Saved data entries
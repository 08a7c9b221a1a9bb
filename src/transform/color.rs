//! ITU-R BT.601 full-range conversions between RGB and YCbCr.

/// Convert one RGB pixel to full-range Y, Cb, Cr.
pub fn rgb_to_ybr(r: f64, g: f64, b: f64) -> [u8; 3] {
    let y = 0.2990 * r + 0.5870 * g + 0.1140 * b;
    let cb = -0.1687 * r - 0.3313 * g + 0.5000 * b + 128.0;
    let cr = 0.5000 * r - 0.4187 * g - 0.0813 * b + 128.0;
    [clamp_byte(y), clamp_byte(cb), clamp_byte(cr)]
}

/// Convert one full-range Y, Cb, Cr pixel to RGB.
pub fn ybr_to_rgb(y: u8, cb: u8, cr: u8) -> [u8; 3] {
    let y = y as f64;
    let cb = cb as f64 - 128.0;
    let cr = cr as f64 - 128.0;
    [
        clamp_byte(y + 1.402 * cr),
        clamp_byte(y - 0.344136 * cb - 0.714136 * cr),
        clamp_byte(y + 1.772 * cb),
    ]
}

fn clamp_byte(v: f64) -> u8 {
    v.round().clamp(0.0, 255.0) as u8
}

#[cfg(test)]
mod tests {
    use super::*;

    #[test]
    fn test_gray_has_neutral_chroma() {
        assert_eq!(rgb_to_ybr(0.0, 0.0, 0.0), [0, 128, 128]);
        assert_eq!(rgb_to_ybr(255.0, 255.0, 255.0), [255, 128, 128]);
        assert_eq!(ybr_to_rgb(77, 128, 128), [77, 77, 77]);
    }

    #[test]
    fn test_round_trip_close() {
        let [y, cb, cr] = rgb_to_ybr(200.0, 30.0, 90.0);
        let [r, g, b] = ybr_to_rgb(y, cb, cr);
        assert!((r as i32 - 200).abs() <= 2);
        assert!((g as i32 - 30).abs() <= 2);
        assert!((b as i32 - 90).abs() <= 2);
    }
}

● **Brief**
The answer must be every line of the records that holds the string "pixel".

● **Solution to this exercise**
/// Convert one RGB pixel to full-range Y, Cb, Cr.
/// Convert one full-range Y, Cb, Cr pixel to RGB.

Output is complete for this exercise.